#### AIM OF THE EXERCISE
Pull every line with "CreateFlashcardRequest" from the material.

#### DATA EXTRACTS

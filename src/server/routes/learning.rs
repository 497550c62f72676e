//! Flashcard pack, generation, and study session endpoints

use axum::extract::{Path, Query, State};
use axum::http::StatusCode;
use axum::Json;
use serde::Deserialize;
use serde_json::json;

use crate::agents::GeneratedCard;
use crate::auth::AuthUser;
use crate::error::{Error, Result};
use crate::server::state::AppState;
use crate::types::learning::{
    CreateFlashcardRequest, CreatePackRequest, GenerateRequest, LogSessionRequest, PackDetail,
    UpdateFlashcardRequest,
};
use crate::types::{Flashcard, FlashcardPack, StudySession};

/// Document text beyond this length is truncated before generation
const DOCUMENT_CONTENT_LIMIT: usize = 2000;

const RECENT_SESSION_LIMIT: usize = 10;

/// POST /api/learning/packs
pub async fn create_pack(
    State(state): State<AppState>,
    user: AuthUser,
    Json(request): Json<CreatePackRequest>,
) -> Result<(StatusCode, Json<FlashcardPack>)> {
    if request.title.trim().is_empty() {
        return Err(Error::Validation("Title is required".to_string()));
    }
    let pack = state
        .db()
        .create_pack(&request.title, request.description.as_deref(), user.user_id)?;
    Ok((StatusCode::CREATED, Json(pack)))
}

/// GET /api/learning/packs
pub async fn list_packs(
    State(state): State<AppState>,
    user: AuthUser,
) -> Result<Json<Vec<FlashcardPack>>> {
    Ok(Json(state.db().list_packs(user.user_id)?))
}

/// GET /api/learning/packs/:id
pub async fn get_pack(
    State(state): State<AppState>,
    user: AuthUser,
    Path(pack_id): Path<i64>,
) -> Result<Json<PackDetail>> {
    let pack = state
        .db()
        .get_pack(pack_id, user.user_id)?
        .ok_or_else(|| Error::NotFound("Pack not found".to_string()))?;
    let flashcards = state.db().flashcards_in_pack(pack.id)?;
    Ok(Json(PackDetail { pack, flashcards }))
}

/// POST /api/learning/flashcards
pub async fn create_flashcard(
    State(state): State<AppState>,
    user: AuthUser,
    Json(request): Json<CreateFlashcardRequest>,
) -> Result<(StatusCode, Json<Flashcard>)> {
    if request.question.trim().is_empty() || request.answer.trim().is_empty() {
        return Err(Error::Validation(
            "Question and answer are required".to_string(),
        ));
    }
    if let Some(pack_id) = request.pack_id {
        if state.db().get_pack(pack_id, user.user_id)?.is_none() {
            return Err(Error::NotFound("Pack not found".to_string()));
        }
    }
    let card = state.db().create_flashcard(
        &request.question,
        &request.answer,
        user.user_id,
        request.pack_id,
    )?;
    Ok((StatusCode::CREATED, Json(card)))
}

#[derive(Deserialize)]
pub struct FlashcardFilter {
    #[serde(default)]
    pub pack_id: Option<i64>,
}

/// GET /api/learning/flashcards
pub async fn list_flashcards(
    State(state): State<AppState>,
    user: AuthUser,
    Query(filter): Query<FlashcardFilter>,
) -> Result<Json<Vec<Flashcard>>> {
    Ok(Json(
        state.db().flashcards_for_owner(user.user_id, filter.pack_id)?,
    ))
}

/// PUT /api/learning/flashcards/:id
pub async fn update_flashcard(
    State(state): State<AppState>,
    user: AuthUser,
    Path(card_id): Path<i64>,
    Json(request): Json<UpdateFlashcardRequest>,
) -> Result<Json<Flashcard>> {
    let updated = state
        .db()
        .update_flashcard(
            card_id,
            user.user_id,
            request.question.as_deref(),
            request.answer.as_deref(),
        )?
        .ok_or_else(|| Error::NotFound("Flashcard not found".to_string()))?;
    Ok(Json(updated))
}

/// DELETE /api/learning/flashcards/:id
pub async fn delete_flashcard(
    State(state): State<AppState>,
    user: AuthUser,
    Path(card_id): Path<i64>,
) -> Result<Json<serde_json::Value>> {
    if !state.db().delete_flashcard(card_id, user.user_id)? {
        return Err(Error::NotFound("Flashcard not found".to_string()));
    }
    Ok(Json(json!({ "message": "Flashcard deleted successfully" })))
}

/// POST /api/learning/generate
pub async fn generate(
    State(state): State<AppState>,
    user: AuthUser,
    Json(request): Json<GenerateRequest>,
) -> Result<Json<serde_json::Value>> {
    let pack = state
        .db()
        .get_pack(request.pack_id, user.user_id)?
        .ok_or_else(|| Error::NotFound("Pack not found".to_string()))?;

    let supervisor = state.supervisor();
    let mut cards: Vec<GeneratedCard> = Vec::new();

    match request.method.as_str() {
        "textarea" => {
            let content = request
                .content
                .as_deref()
                .filter(|c| !c.trim().is_empty())
                .ok_or_else(|| {
                    Error::Validation("Content is required for textarea method".to_string())
                })?;
            for line in content.lines().map(str::trim).filter(|l| !l.is_empty()) {
                // "Question | Answer" lines are taken verbatim; plain
                // lines get a single generated card each
                if let Some((q, a)) = line.split_once('|') {
                    cards.push(GeneratedCard {
                        question: q.trim().to_string(),
                        answer: a.trim().to_string(),
                    });
                } else {
                    let prompt = format!("Create a flashcard about: {}", line);
                    cards.extend(
                        supervisor
                            .generate_flashcards(Some(user.user_id), &prompt, 1)
                            .await,
                    );
                }
            }
        }
        "topic" => {
            let topic = request
                .topic
                .as_deref()
                .filter(|t| !t.trim().is_empty())
                .ok_or_else(|| {
                    Error::Validation("Topic is required for topic method".to_string())
                })?;
            tracing::info!(topic, num_cards = request.num_cards, "Generating flashcards");
            cards = supervisor
                .generate_flashcards(Some(user.user_id), topic, request.num_cards)
                .await;
        }
        "document" => {
            let document_text = request
                .document_text
                .as_deref()
                .filter(|t| !t.trim().is_empty())
                .ok_or_else(|| {
                    Error::Validation("document_text is required for document method".to_string())
                })?;
            let snippet: String = document_text.chars().take(DOCUMENT_CONTENT_LIMIT).collect();
            let prompt = format!("Create flashcards from this content: {}", snippet);
            cards = supervisor
                .generate_flashcards(Some(user.user_id), &prompt, request.num_cards)
                .await;
        }
        _ => {
            return Err(Error::Validation(
                "Invalid method. Use: textarea, topic, or document".to_string(),
            ));
        }
    }

    let pairs: Vec<(String, String)> = cards
        .iter()
        .map(|c| (c.question.clone(), c.answer.clone()))
        .collect();
    let created = state.db().insert_flashcards(&pairs, user.user_id, pack.id)?;

    Ok(Json(json!({
        "method": request.method,
        "created_flashcards_count": created.len(),
        "pack_id": pack.id,
        "flashcards": created,
    })))
}

/// POST /api/learning/sessions
pub async fn log_session(
    State(state): State<AppState>,
    user: AuthUser,
    Json(request): Json<LogSessionRequest>,
) -> Result<(StatusCode, Json<StudySession>)> {
    let session = state.db().insert_study_session(
        user.user_id,
        request.duration,
        &request.subject,
        request.completed,
    )?;
    Ok((StatusCode::CREATED, Json(session)))
}

/// GET /api/learning/sessions
pub async fn recent_sessions(
    State(state): State<AppState>,
    user: AuthUser,
) -> Result<Json<Vec<StudySession>>> {
    Ok(Json(
        state.db().study_sessions(user.user_id, Some(RECENT_SESSION_LIMIT))?,
    ))
}

/// GET /api/learning/recommendations
pub async fn recommendations(_user: AuthUser) -> Json<serde_json::Value> {
    Json(json!({
        "recommendations": [
            { "topic": "Review flashcards", "priority": "high" },
            { "topic": "Practice quiz", "priority": "medium" },
        ]
    }))
}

#### TASK RESPONSE
    CreateFlashcardRequest, CreatePackRequest, GenerateRequest, LogSessionRequest, PackDetail,
    Json(request): Json<CreateFlashcardRequest>,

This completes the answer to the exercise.